Information >>
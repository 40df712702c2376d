//! CLI command implementations.

mod config;
mod delete;
mod ingest;
mod list;
mod search;
mod segment;
mod serve;

pub use config::run_config;
pub use delete::run_delete;
pub use ingest::run_ingest;
pub use list::run_list;
pub use search::run_search;
pub use segment::run_segment;
pub use serve::run_serve;
//! HTTP API server for the timestamp-search frontend.
//!
//! Provides REST endpoints for ingesting captions and searching indexed sources.

use crate::captions::CaptionFormat;
use crate::cli::Output;
use crate::config::{ServerSettings, Settings};
use crate::embedding::{Embedder, OpenAIEmbedder};
use crate::error::LecnavError;
use crate::ingest::{IngestOptions, Ingestor};
use crate::metrics::{Metrics, MetricsSnapshot};
use crate::openai::require_api_key;
use crate::retrieval::{HybridRetriever, Query, StoreBackend};
use crate::segment::SegmentPreset;
use crate::vector_store::{open_store, IndexedSource, VectorStore};
use axum::{
    body::Body,
    extract::{MatchedPath, Path, State},
    http::{HeaderValue, Method, Request, StatusCode},
    middleware::{self, Next},
    response::{IntoResponse, Response},
    routing::{get, post},
    Json, Router,
};
use serde::{Deserialize, Serialize};
use std::sync::Arc;
use std::time::Instant;
use tower_http::cors::{AllowOrigin, Any, CorsLayer};
use tracing::{error, info, info_span, warn, Instrument};

/// Maximum snippet length in characters.
const SNIPPET_CHARS: usize = 300;

/// Shared application state.
struct AppState {
    ingestor: Ingestor,
    retriever: HybridRetriever,
    store: Arc<dyn VectorStore>,
    metrics: Metrics,
    default_k: usize,
}

impl AppState {
    fn new(settings: Settings) -> crate::Result<Self> {
        let embedder: Arc<dyn Embedder> = Arc::new(OpenAIEmbedder::from_settings(&settings.embedding)?);
        let store = open_store(&settings)?;
        Self::with_components(settings, embedder, store)
    }

    fn with_components(
        settings: Settings,
        embedder: Arc<dyn Embedder>,
        store: Arc<dyn VectorStore>,
    ) -> crate::Result<Self> {
        let retriever = HybridRetriever::new(
            embedder.clone(),
            Arc::new(StoreBackend::new(store.clone())),
        )
        .with_config(settings.retrieval.to_config()?);
        let default_k = settings.retrieval.default_k;

        Ok(Self {
            ingestor: Ingestor::with_components(settings, embedder, store.clone()),
            retriever,
            store,
            metrics: Metrics::new(),
            default_k,
        })
    }
}

/// Run the HTTP API server.
pub async fn run_serve(host: Option<&str>, port: Option<u16>, settings: Settings) -> anyhow::Result<()> {
    let host = host.unwrap_or(&settings.server.host).to_string();
    let port = port.unwrap_or(settings.server.port);
    let cors = cors_layer(&settings.server);

    require_api_key()?;
    let state = Arc::new(AppState::new(settings)?);
    let app = router(state).layer(cors);

    let addr = format!("{}:{}", host, port);
    let listener = tokio::net::TcpListener::bind(&addr).await?;

    Output::header("lecnav API Server");
    println!();
    Output::success(&format!("Listening on http://{}", addr));
    println!();
    println!("Endpoints:");
    Output::kv("Health", "GET  /health");
    Output::kv("Search", "POST /api/search_timestamps");
    Output::kv("Ingest", "POST /api/ingest");
    Output::kv("List Sources", "GET  /api/sources");
    Output::kv("Get Source", "GET  /api/sources/{source_id}");
    Output::kv("Metrics", "GET  /metrics");
    println!();
    Output::info("Press Ctrl+C to stop the server.");

    axum::serve(listener, app)
        .with_graceful_shutdown(async {
            let _ = tokio::signal::ctrl_c().await;
            info!("Server shutting down");
        })
        .await?;

    Ok(())
}

fn router(state: Arc<AppState>) -> Router {
    Router::new()
        .route("/health", get(health))
        .route("/metrics", get(metrics))
        .route("/api/search_timestamps", post(search_timestamps))
        .route("/api/ingest", post(ingest))
        .route("/api/sources", get(list_sources))
        .route("/api/sources/{source_id}", get(get_source))
        .layer(middleware::from_fn_with_state(state.clone(), request_id))
        .with_state(state)
}

/// Build the CORS layer. An empty origin list allows any origin.
fn cors_layer(server: &ServerSettings) -> CorsLayer {
    let layer = CorsLayer::new()
        .allow_methods([Method::GET, Method::POST, Method::OPTIONS])
        .allow_headers(Any);

    if server.cors_allow_origins.is_empty() {
        return layer.allow_origin(Any);
    }

    let origins: Vec<HeaderValue> = server
        .cors_allow_origins
        .iter()
        .filter_map(|origin| match HeaderValue::from_str(origin) {
            Ok(value) => Some(value),
            Err(_) => {
                warn!("Ignoring invalid CORS origin: {}", origin);
                None
            }
        })
        .collect();

    layer.allow_origin(AllowOrigin::list(origins))
}

/// Tag every request with a short id, record its count and latency, and log its outcome.
async fn request_id(State(state): State<Arc<AppState>>, request: Request<Body>, next: Next) -> Response {
    let id = uuid::Uuid::new_v4().simple().to_string()[..8].to_string();
    // Route templates keep per-source paths under one key.
    let path = request
        .extensions()
        .get::<MatchedPath>()
        .map(|matched| matched.as_str().to_string())
        .unwrap_or_else(|| request.uri().path().to_string());
    let span = info_span!(
        "request",
        id = %id,
        method = %request.method(),
        path = %path
    );

    async move {
        let started = Instant::now();
        let mut response = next.run(request).await;
        let elapsed_ms = started.elapsed().as_secs_f64() * 1000.0;

        record_request(&state.metrics, &path, elapsed_ms);
        info!(
            status = response.status().as_u16(),
            elapsed_ms = format!("{:.1}", elapsed_ms),
            "Request finished"
        );

        let headers = response.headers_mut();
        if let Ok(value) = HeaderValue::from_str(&id) {
            headers.insert("x-request-id", value);
        }
        if let Ok(value) = HeaderValue::from_str(&format!("{:.1}", elapsed_ms)) {
            headers.insert("x-response-time-ms", value);
        }
        response
    }
    .instrument(span)
    .await
}

fn record_request(metrics: &Metrics, path: &str, elapsed_ms: f64) {
    metrics.inc_counter(&format!("requests_total:{}", path));
    metrics.observe(&format!("latency_ms:{}", path), elapsed_ms);
}

// === Request/Response Types ===

#[derive(Debug, Deserialize)]
struct SearchRequest {
    query: String,
    #[serde(default)]
    k: Option<usize>,
    #[serde(default)]
    video_id: Option<String>,
}

#[derive(Debug, Serialize)]
struct SearchResponse {
    results: Vec<TimestampHit>,
}

#[derive(Debug, Serialize)]
struct TimestampHit {
    video_id: String,
    t_start: f64,
    t_end: f64,
    title: String,
    snippet: String,
    score: f32,
}

#[derive(Debug, Deserialize)]
struct IngestRequest {
    #[serde(default)]
    source_id: Option<String>,
    #[serde(default)]
    title: Option<String>,
    format: CaptionFormat,
    content: String,
    #[serde(default)]
    preset: SegmentPreset,
}

#[derive(Debug, Serialize)]
struct IngestResponse {
    video_id: String,
    title: String,
    chunks_indexed: usize,
}

#[derive(Debug, Serialize)]
struct SourcesResponse {
    sources: Vec<IndexedSource>,
    total: usize,
}

#[derive(Serialize)]
struct ErrorResponse {
    error: String,
}

/// Maps library errors to HTTP statuses.
struct ApiError(LecnavError);

impl From<LecnavError> for ApiError {
    fn from(err: LecnavError) -> Self {
        Self(err)
    }
}

impl ApiError {
    fn status(&self) -> StatusCode {
        match &self.0 {
            e if e.is_input_error() => StatusCode::BAD_REQUEST,
            LecnavError::SourceNotFound(_) => StatusCode::NOT_FOUND,
            _ => StatusCode::INTERNAL_SERVER_ERROR,
        }
    }
}

impl IntoResponse for ApiError {
    fn into_response(self) -> Response {
        let status = self.status();
        if status.is_server_error() {
            error!("Request failed: {}", self.0);
        } else {
            warn!("Rejected request: {}", self.0);
        }
        (
            status,
            Json(ErrorResponse {
                error: self.0.to_string(),
            }),
        )
            .into_response()
    }
}

type ApiResult<T> = std::result::Result<Json<T>, ApiError>;

// === Handlers ===

async fn health() -> impl IntoResponse {
    Json(serde_json::json!({ "status": "ok" }))
}

async fn metrics(State(state): State<Arc<AppState>>) -> Json<MetricsSnapshot> {
    Json(state.metrics.snapshot())
}

async fn search_timestamps(
    State(state): State<Arc<AppState>>,
    Json(req): Json<SearchRequest>,
) -> ApiResult<SearchResponse> {
    let query = Query::new(req.query, req.k.unwrap_or(state.default_k)).with_source(req.video_id);
    let results = state.retriever.search(&query).await?;

    Ok(Json(SearchResponse {
        results: results
            .into_iter()
            .map(|hit| TimestampHit {
                video_id: hit.source_id,
                t_start: hit.chunk.start,
                t_end: hit.chunk.end,
                title: hit.source_title,
                snippet: hit.chunk.text.chars().take(SNIPPET_CHARS).collect(),
                score: hit.score,
            })
            .collect(),
    }))
}

async fn ingest(
    State(state): State<Arc<AppState>>,
    Json(req): Json<IngestRequest>,
) -> ApiResult<IngestResponse> {
    let options = IngestOptions {
        preset: req.preset,
        ..Default::default()
    };
    let result = state
        .ingestor
        .ingest_content(
            &req.content,
            Some(req.format),
            req.source_id.as_deref(),
            req.title.as_deref(),
            &options,
        )
        .await?;

    Ok(Json(IngestResponse {
        video_id: result.source_id,
        title: result.title,
        chunks_indexed: result.chunks_indexed,
    }))
}

async fn list_sources(State(state): State<Arc<AppState>>) -> ApiResult<SourcesResponse> {
    let sources = state.store.list_sources().await?;
    Ok(Json(SourcesResponse {
        total: sources.len(),
        sources,
    }))
}

async fn get_source(
    State(state): State<Arc<AppState>>,
    Path(source_id): Path<String>,
) -> ApiResult<IndexedSource> {
    state
        .store
        .get_source(&source_id)
        .await?
        .map(Json)
        .ok_or_else(|| LecnavError::SourceNotFound(source_id).into())
}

What is expected >>
Count up the lines in the entries that hold "AllowOrigin", and respond with that count and no other text.

Answer area >>
2